Bernard Doyle, New Zealand strategist at Goldman Sachs JB Were, said the GDP data was historic and, particularly in the case of this March quarter, “confirms what we already knew – the world was a hostile environment for growth over that time”. He expected one more quarter of economic contraction – a 0.4 per cent fall – with residential construction “likely to be a significant drag”. After that ‘modest sequential growth’ will return to the economy in the second half of this year.
- Economic activity decreased 1.0 percent in the March 2009 quarter, the fifth consecutive decrease.
- Manufacturing activity declined 7.2 percent in the March 2009 quarter.
- Annual gross domestic product was down 1.0 percent for the year ended March 2009.
- Household consumption expenditure declined 1.4 percent in the March 2009 quarter.
- Gross fixed capital formation was down 6.1 percent in the latest quarter.
- Real gross national disposable income decreased 0.8 percent for the year ended March 2009.

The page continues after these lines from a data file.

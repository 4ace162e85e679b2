//! Progress-callback trait for per-item batch events.
//!
//! Pass an [`Arc<dyn BatchProgressCallback>`] in
//! [`crate::execute::BatchOptions::progress`] to receive events as
//! [`crate::execute::run_batch`] works through its items.
//!
//! Callers can forward events to a terminal progress bar, a log, or a
//! channel without the library knowing how the host reports progress.
//!
//! # Example
//!
//! ```rust
//! use cloudconvert_jobs::{BatchOptions, BatchProgressCallback};
//! use std::sync::{Arc, atomic::{AtomicUsize, Ordering}};
//!
//! struct CountingCallback {
//!     downloaded: AtomicUsize,
//! }
//!
//! impl BatchProgressCallback for CountingCallback {
//!     fn on_file_downloaded(&self, item: usize, file_name: &str, bytes: usize) {
//!         self.downloaded.fetch_add(1, Ordering::SeqCst);
//!         eprintln!("item {item}: {file_name} ({bytes} bytes)");
//!     }
//! }
//!
//! let options = BatchOptions {
//!     continue_on_fail: true,
//!     progress: Arc::new(CountingCallback { downloaded: AtomicUsize::new(0) }),
//! };
//! ```

use std::sync::Arc;

/// Called by the batch executor as it processes each item.
///
/// All methods have default no-op implementations so callers only override
/// what they care about. Item indices are 0-based.
pub trait BatchProgressCallback: Send + Sync {
    /// Called once before the first item.
    fn on_batch_start(&self, total_items: usize) {
        let _ = total_items;
    }

    /// Called before an item's first request.
    ///
    /// # Arguments
    /// * `item`   - index of the item
    /// * `action` - the request's action tag, e.g. `convert` or `get_job`
    fn on_item_start(&self, item: usize, action: &str) {
        let _ = (item, action);
    }

    /// Called when a job has been created for the item.
    fn on_job_submitted(&self, item: usize, job_id: &str) {
        let _ = (item, job_id);
    }

    /// Called after each downloaded result file.
    fn on_file_downloaded(&self, item: usize, file_name: &str, bytes: usize) {
        let _ = (item, file_name, bytes);
    }

    /// Called when an item produced its records.
    fn on_item_complete(&self, item: usize, records: usize) {
        let _ = (item, records);
    }

    /// Called when an item failed, whether or not the batch continues.
    fn on_item_error(&self, item: usize, error: &str) {
        let _ = (item, error);
    }

    /// Called once after the last item (not called when a failure aborts
    /// the batch).
    fn on_batch_complete(&self, total_items: usize, succeeded: usize) {
        let _ = (total_items, succeeded);
    }
}

/// A no-op implementation for callers that don't need progress events.
pub struct NoopProgressCallback;

impl BatchProgressCallback for NoopProgressCallback {}

/// Convenience alias matching the type stored in
/// [`crate::execute::BatchOptions`].
pub type ProgressCallback = Arc<dyn BatchProgressCallback>;

#[cfg(test)]
mod tests {
    use super::*;
    use std::sync::atomic::{AtomicUsize, Ordering};
    use std::sync::Mutex;

    #[derive(Default)]
    struct TrackingCallback {
        starts: AtomicUsize,
        completes: AtomicUsize,
        errors: Mutex<Vec<String>>,
        succeeded: AtomicUsize,
    }

    impl BatchProgressCallback for TrackingCallback {
        fn on_item_start(&self, _item: usize, _action: &str) {
            self.starts.fetch_add(1, Ordering::SeqCst);
        }

        fn on_item_complete(&self, _item: usize, _records: usize) {
            self.completes.fetch_add(1, Ordering::SeqCst);
        }

        fn on_item_error(&self, _item: usize, error: &str) {
            self.errors.lock().unwrap().push(error.to_string());
        }

        fn on_batch_complete(&self, _total_items: usize, succeeded: usize) {
            self.succeeded.store(succeeded, Ordering::SeqCst);
        }
    }

    #[test]
    fn noop_callback_compiles_and_runs() {
        let cb = NoopProgressCallback;
        cb.on_batch_start(3);
        cb.on_item_start(0, "convert");
        cb.on_job_submitted(0, "job-1");
        cb.on_file_downloaded(0, "out.pdf", 1024);
        cb.on_item_complete(0, 1);
        cb.on_item_error(1, "boom");
        cb.on_batch_complete(3, 2);
    }

    #[test]
    fn tracking_callback_counts_events() {
        let cb = TrackingCallback::default();
        cb.on_batch_start(2);
        cb.on_item_start(0, "get_job");
        cb.on_item_complete(0, 1);
        cb.on_item_start(1, "convert");
        cb.on_item_error(1, "API error 422");
        cb.on_batch_complete(2, 1);

        assert_eq!(cb.starts.load(Ordering::SeqCst), 2);
        assert_eq!(cb.completes.load(Ordering::SeqCst), 1);
        assert_eq!(cb.errors.lock().unwrap().as_slice(), ["API error 422"]);
        assert_eq!(cb.succeeded.load(Ordering::SeqCst), 1);
    }

    #[test]
    fn callback_is_object_safe() {
        let cb: ProgressCallback = Arc::new(NoopProgressCallback);
        cb.on_item_complete(0, 0);
    }
}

The size of the quarterly decline in GDP could be something of an embarrassment for Prime Minister John Key and also caught many economists by surprise, although the Reserve Bank was bang on with its prediction of the size of the contraction. At a post-cabinet press conference this week, Key said he believed the economy had performed more strongly than some thought, while on radio he said his advice was that the size of the quarterly decline in GDP would be lower than predicted by the Reserve Bank.
Meanwhile, the median forecast among economists in a Reuters poll was for a quarterly decline of 0.7 per cent.
In the latest quarter primary industry activity was largely flat, with agriculture down 0.1 per cent, and fishing, forestry and mining up 0.2 per cent, SNZ said. Construction was up 0.4 per cent, following four quarters of contraction. The rise in construction activity was mainly due to a rise in the other construction category which includes non-building areas such as roads, bridges, railway maintenance and power plants.
Non-residential building was down 1.4 per cent in the March quarter, while residential building was down 0.8 per cent. Service industries were down 0.1 per cent in the latest quarter, with transport and communication down 4.5 per cent, and wholesale trade down 3.8 per cent.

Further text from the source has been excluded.